Sunday 14 October 2012

CUBA'S MISSILE CRISIS 50TH ANNIVERSARY



HAVANA,  CUBA
This week is the 50th anniversary of the Cuba Missile Crisis. During the 13 days Russia and American confronted each other with the threat of nuclear weapons. The world was never so close to be completely destroyed.

When eventually the stand-off ended with Russia withdraws its missile from Cuba everybody saw it, in the Western World, as a triumph for the USA. John F Kennedy was widely praised and acknowledged for his skills as a crisis manager and a great president.

The Soviet leader Nikita Khrushchev was embarrassed having to climb down and he fell from power two years later.

Under the Freedom of Information Act the full picture was revealed. US Spy planes took photos on 16 October. They showed that the Russians installed 12 SS-5 and three SS-4 nuclear launch pad sites on Cuba. They were only 90 miles from the American coast.

Kennedy organised a special Executive Committee to offer him advice. There was his brother Bobby, Vice President Lyndon Johnson, Secretary of State Dean Rusk, Secretary of Defence Robert McNamara and other top advisors as well as the CIA boss John McCone.

Nobody was aware that the meeting was taped but the Kennedys.

John F Kennedy and most of the other members preferred an air strike to destroy the missiles sites. They had to change their minds when the air force could not guarantee a full destruction of all sites.

Kennedy decided to set up a blockade around Cuba to prevent any more missiles getting there. Looking back today, it was international water and it could have turned into a declaration of war.

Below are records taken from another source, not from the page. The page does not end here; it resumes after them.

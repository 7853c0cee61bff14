//! Tunable constants for the VFS core and its xv6-style backing store.
//!
//! This is the crate's single source of truth for capacities and on-disk
//! geometry.

/// Maximum number of active in-memory inodes (the `itable` capacity).
pub const NINODE: usize = 50;

/// Maximum number of cached directory entries (the `dtable` capacity).
pub const NDENTRY: usize = 50;

/// Open files per system (the `ftable` capacity).
pub const NFILE: usize = 100;

/// Open files per process.
pub const NOFILE: usize = 16;

/// Maximum major device number.
pub const NDEV: usize = 10;

/// Device number of the file system root disk.
pub const ROOTDEV: u32 = 1;

/// Block size in bytes.
pub const BSIZE: usize = 512;

/// Max number of distinct blocks any single FS op writes; bounds how large a
/// `filewrite` chunk can be so it fits inside one transaction.
pub const MAXOPBLOCKS: usize = 10;

/// Maximum file path length, including the terminating element name.
pub const MAXPATH: usize = 128;
impl Xv6Fs {
    /// Like [`Xv6Fs::bmap`] but never allocates; used by `read`, which
    /// takes `&InodeInner` rather than `&mut InodeInner`. A hole inside an
    /// already-written file reads back as zeros, matching a sparse read.
    fn bmap_readonly(&self, dev: u32, inner: &InodeInner, bn: usize) -> VfsResult<u32> {
        if bn < NDIRECT {
            return Ok(inner.addrs[bn]);
        }
        let bn = bn - NDIRECT;
        if inner.addrs[NDIRECT] == 0 {
            return Ok(0);
        }
        let block = self.read_block(dev, inner.addrs[NDIRECT])?;
        let idx = bn * 4;
        Ok(u32::from_le_bytes(block[idx..idx + 4].try_into().unwrap()))
    }
}

#[cfg(test)]
mod tests {
    use super::*;
    use crate::testutil::{mkfs, MemBlockDevice};

    fn fresh_fs(dev: u32) -> Xv6Fs {
        let disk = Arc::new(MemBlockDevice::new(64));
        mkfs(disk.as_ref(), dev, 64, 20).unwrap();
        let fs = Xv6Fs::new(disk);
        fs.init(dev).unwrap();
        fs
    }

    /// Exercises invariant 8 directly: a hole in the direct/indirect
    /// address array (an unset `addrs[bn]`) reads back as zero, and
    /// `bmap_readonly` — unlike `bmap` — never allocates to produce that
    /// zero, matching `read`'s contract of never mutating the file.
    #[test]
    fn sparse_address_slot_reads_as_zero_without_allocating() {
        let dev = 1;
        let fs = fresh_fs(dev);
        let inner = InodeInner {
            valid: true,
            typ: InodeType::File,
            nlink: 1,
            size: BSIZE as u32,
            addrs: [0; NDIRECT + 1],
            major: 0,
            minor: 0,
        };

        let sb = fs.superblock();
        let bitmap_before = fs.read_block(dev, sb.bblock(0)).unwrap();

        assert_eq!(fs.bmap_readonly(dev, &inner, 0).unwrap(), 0);
        assert_eq!(fs.bmap_readonly(dev, &inner, NDIRECT + 3).unwrap(), 0);

        let mut buf = [0xffu8; BSIZE];
        let n = fs.read(dev, &inner, 0, &mut buf).unwrap();
        assert_eq!(n, BSIZE);
        assert!(buf.iter().all(|&b| b == 0));

        let bitmap_after = fs.read_block(dev, sb.bblock(0)).unwrap();
        assert_eq!(bitmap_before, bitmap_after, "reading a hole must not allocate a block");
    }
}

100.000 US troops and 500 air  crafts were ordered to move to Florida. The whole US armed force was on the highest alert while the whole world held its breath.

On 26 October Khrushchev sent Kennedy a letter asking for reassurance of the US not to invade Cuba which would then be unnecessary for the missiles on Cuba’s soil. This message broke the stalemate.

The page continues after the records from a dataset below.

//! Recoverable-error taxonomy surfaced up to the syscall boundary.
//!
//! Invariant violations — freeing an already-free block, unlocking an
//! inode this task does not hold, exhausting the inode table on a path
//! that promises it cannot happen, `bmap` out of range, a bad superblock
//! magic — are `panic!`/`assert!`, not `VfsError`: they indicate
//! corruption or a core bug, and continuing risks on-disk damage.

use thiserror::Error;

/// A recoverable failure surfaced up to the syscall boundary as `-1`.
#[derive(Debug, Error, Clone, Copy, PartialEq, Eq)]
pub enum VfsError {
    #[error("no such file or directory")]
    NotFound,
    #[error("not a directory")]
    NotADirectory,
    #[error("is a directory")]
    IsADirectory,
    #[error("directory not empty")]
    NotEmpty,
    #[error("name already exists")]
    Exists,
    #[error("no space left on device")]
    NoSpace,
    #[error("no free inode")]
    NoInodes,
    #[error("in-memory inode table is full")]
    InodeTableFull,
    #[error("in-memory dentry pool is full")]
    DentryTableFull,
    #[error("open file table is full")]
    FileTableFull,
    #[error("bad file descriptor")]
    BadFd,
    #[error("permission denied")]
    PermissionDenied,
    #[error("invalid argument")]
    InvalidArgument,
    #[error("short write")]
    ShortWrite,
    #[error("I/O error")]
    Io,
}

pub type VfsResult<T> = Result<T, VfsError>;
//! HTTP server setup and routing
//!
//! Default bind address: http://127.0.0.1:5050

use crate::analysis::ResultStore;
use crate::error::{Error, Result};
use crate::persistence::FeatureLog;
use crate::playback::session::Session;
use axum::{
    routing::{get, post},
    Router,
};
use mirstream_common::EventBus;
use std::net::SocketAddr;
use std::sync::Arc;
use tokio::sync::Notify;
use tower_http::cors::CorsLayer;
use tower_http::trace::TraceLayer;
use tracing::info;

/// Shared application context passed to all handlers
#[derive(Clone)]
pub struct AppContext {
    pub session: Arc<Session>,
    pub store: Arc<ResultStore>,
    pub feature_log: Arc<FeatureLog>,
    pub events: Arc<EventBus>,
    /// Notified by `POST /shutdown` to stop the server
    pub shutdown: Arc<Notify>,
}

impl AppContext {
    pub fn new(session: Arc<Session>, feature_log: Arc<FeatureLog>, events: Arc<EventBus>) -> Self {
        Self {
            store: session.store(),
            session,
            feature_log,
            events,
            shutdown: Arc::new(Notify::new()),
        }
    }
}

/// Build the router with all routes
pub fn create_router(ctx: AppContext) -> Router {
    Router::new()
        // Feature queries
        .route("/get_features/:index", get(super::handlers::get_features))
        .route("/get_zcr/:index", get(super::handlers::get_zcr))
        .route("/get_dom_freq/:index", get(super::handlers::get_dominant_frequency))
        // Lifecycle
        .route("/shutdown", post(super::handlers::shutdown))
        .route("/status", get(super::handlers::status))
        .route("/health", get(super::handlers::health))
        // SSE event stream
        .route("/events", get(super::sse::event_stream))
        .with_state(ctx)
        .layer(TraceLayer::new_for_http())
        // Enable CORS for local access
        .layer(CorsLayer::permissive())
}

/// Run the HTTP server until `POST /shutdown`, SIGINT or SIGTERM
pub async fn run(ctx: AppContext, addr: SocketAddr) -> Result<()> {
    let shutdown = Arc::clone(&ctx.shutdown);
    let app = create_router(ctx);

    let listener = tokio::net::TcpListener::bind(addr)
        .await
        .map_err(|e| Error::Http(format!("Failed to bind to {}: {}", addr, e)))?;
    info!("HTTP server listening on http://{}", addr);

    axum::serve(listener, app)
        .with_graceful_shutdown(shutdown_signal(shutdown))
        .await
        .map_err(|e| Error::Http(format!("Server error: {}", e)))?;

    info!("HTTP server stopped");
    Ok(())
}

async fn shutdown_signal(shutdown: Arc<Notify>) {
    let ctrl_c = async {
        if let Err(e) = tokio::signal::ctrl_c().await {
            tracing::error!("Failed to listen for Ctrl+C: {}", e);
            std::future::pending::<()>().await;
        }
    };

    #[cfg(unix)]
    let terminate = async {
        match tokio::signal::unix::signal(tokio::signal::unix::SignalKind::terminate()) {
            Ok(mut signal) => {
                signal.recv().await;
            }
            Err(e) => {
                tracing::error!("Failed to listen for SIGTERM: {}", e);
                std::future::pending::<()>().await;
            }
        }
    };

    #[cfg(not(unix))]
    let terminate = std::future::pending::<()>();

    tokio::select! {
        _ = ctrl_c => info!("Received Ctrl+C, shutting down"),
        _ = terminate => info!("Received SIGTERM, shutting down"),
        _ = shutdown.notified() => info!("Shutdown requested over HTTP"),
    }
}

A second letter arrived the very next day requesting the US to “evacuate its analogues weapons in Turkey”. Turkey had 15 Jupiter ballistic missiles with US warheads under NATO control.  This increased the power of the Russians significantly.

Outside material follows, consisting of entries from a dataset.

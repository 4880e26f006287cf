//! Shared pipeline state: stop signal, tail policy and counters

use serde::{Deserialize, Serialize};
use std::sync::atomic::{AtomicBool, AtomicU64, Ordering};
use std::sync::Arc;

/// One-way cancellation flag shared by the output callback, the analysis
/// thread and the lifecycle controller.
///
/// Once requested it never resets; a new session gets a new signal.
#[derive(Debug, Clone, Default)]
pub struct StopSignal {
    flag: Arc<AtomicBool>,
}

impl StopSignal {
    pub fn new() -> Self {
        Self::default()
    }

    /// Request stop. Returns true if this call set the flag.
    pub fn request(&self) -> bool {
        !self.flag.swap(true, Ordering::AcqRel)
    }

    pub fn is_requested(&self) -> bool {
        self.flag.load(Ordering::Acquire)
    }
}

/// What to do with a final block shorter than the block size
#[derive(
    Debug, Clone, Copy, Default, PartialEq, Eq, Serialize, Deserialize, clap::ValueEnum,
)]
#[serde(rename_all = "snake_case")]
#[value(rename_all = "snake_case")]
pub enum TailPolicy {
    /// Play the tail but do not analyze it
    #[default]
    Drop,
    /// Analyze the tail zero-padded to the block size
    ZeroPad,
    /// Analyze the tail at its actual length
    Short,
}

impl std::fmt::Display for TailPolicy {
    fn fmt(&self, f: &mut std::fmt::Formatter<'_>) -> std::fmt::Result {
        match self {
            TailPolicy::Drop => write!(f, "drop"),
            TailPolicy::ZeroPad => write!(f, "zero_pad"),
            TailPolicy::Short => write!(f, "short"),
        }
    }
}

/// Lock-free counters updated from the pipeline threads
#[derive(Debug, Default)]
pub struct PipelineCounters {
    blocks_produced: AtomicU64,
    tail_dropped: AtomicU64,
    blocks_enqueued: AtomicU64,
    blocks_dropped: AtomicU64,
    blocks_analyzed: AtomicU64,
    blocks_skipped: AtomicU64,
    render_callbacks: AtomicU64,
}

impl PipelineCounters {
    pub fn new() -> Arc<Self> {
        Arc::new(Self::default())
    }

    pub fn record_produced(&self) {
        self.blocks_produced.fetch_add(1, Ordering::Relaxed);
    }

    pub fn record_tail_dropped(&self) {
        self.tail_dropped.fetch_add(1, Ordering::Relaxed);
    }

    pub fn record_enqueued(&self) {
        self.blocks_enqueued.fetch_add(1, Ordering::Relaxed);
    }

    /// Returns the new total
    pub fn record_dropped(&self) -> u64 {
        self.blocks_dropped.fetch_add(1, Ordering::Relaxed) + 1
    }

    pub fn record_analyzed(&self) {
        self.blocks_analyzed.fetch_add(1, Ordering::Relaxed);
    }

    pub fn record_skipped(&self) {
        self.blocks_skipped.fetch_add(1, Ordering::Relaxed);
    }

    pub fn record_callback(&self) {
        self.render_callbacks.fetch_add(1, Ordering::Relaxed);
    }

    pub fn snapshot(&self) -> PipelineStats {
        PipelineStats {
            blocks_produced: self.blocks_produced.load(Ordering::Relaxed),
            tail_dropped: self.tail_dropped.load(Ordering::Relaxed),
            blocks_enqueued: self.blocks_enqueued.load(Ordering::Relaxed),
            blocks_dropped: self.blocks_dropped.load(Ordering::Relaxed),
            blocks_analyzed: self.blocks_analyzed.load(Ordering::Relaxed),
            blocks_skipped: self.blocks_skipped.load(Ordering::Relaxed),
            render_callbacks: self.render_callbacks.load(Ordering::Relaxed),
        }
    }
}

/// Point-in-time copy of [`PipelineCounters`]
#[derive(Debug, Clone, Copy, Default, PartialEq, Eq, Serialize, Deserialize)]
pub struct PipelineStats {
    /// Blocks completed by the playback cursor and offered for analysis
    pub blocks_produced: u64,
    /// Partial tail blocks played but not analyzed
    pub tail_dropped: u64,
    /// Blocks handed to the analysis queue
    pub blocks_enqueued: u64,
    /// Blocks discarded because the queue was full
    pub blocks_dropped: u64,
    /// Blocks analyzed and stored
    pub blocks_analyzed: u64,
    /// Blocks the extractor rejected
    pub blocks_skipped: u64,
    /// Render callback invocations
    pub render_callbacks: u64,
}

To add to the tension U-2 spy plane pilot Major Rudolf Anderson jr was shot down over Cuba on 27 October. The Soviet forces stationed there acted without Khrushchev’s approval. If one of the two sides would have reacted the world would have been destroyed many times over. Both sides had enough nuclear weapons to do so.

27 October the key day of the crisis. At the United Nation the US ambassador Adlai Stevenson pointed out the second demand in the Khrushchev’s second letter had to be met. Turkey was reluctant to be drawn into the confrontation.

During all this time work on the missile launch pads carried on and the US had all their hands full to keep up the blockade avoiding a conflict at the same time.

On the 27 October, in the evening, Bobby Kennedy, US Attorney General had a private conversation with the Soviet Ambassador Anatoly Dobrynin. The contents of the conversation were that Bobby Kennedy threatened to invade Cuba and offered to remove the Jupiters within six months. Therefore he met the terms of the second letter. Soon after he also accepted the term of Khrushchev’s first letter.

At 9am next morning on the 29 October Washington was informed the Soviet Union accepted the terms. During the next few hours the Soviet forces dismantled the missiles launch pads at Cuba, US stopped the blockade and the high alert was stood down.

Robert Kennedy demanded one thing that the deal of Turkey was kept a secret and with that saved the pride of the US.

It was seen that Khrushchev gave in first but they achieved far more than it was known. Russia was not as powerful as people assumed. US gave an assurance that communism was safe in Cuba.
Cuba has still its communist regime and it outlived the Soviet Union.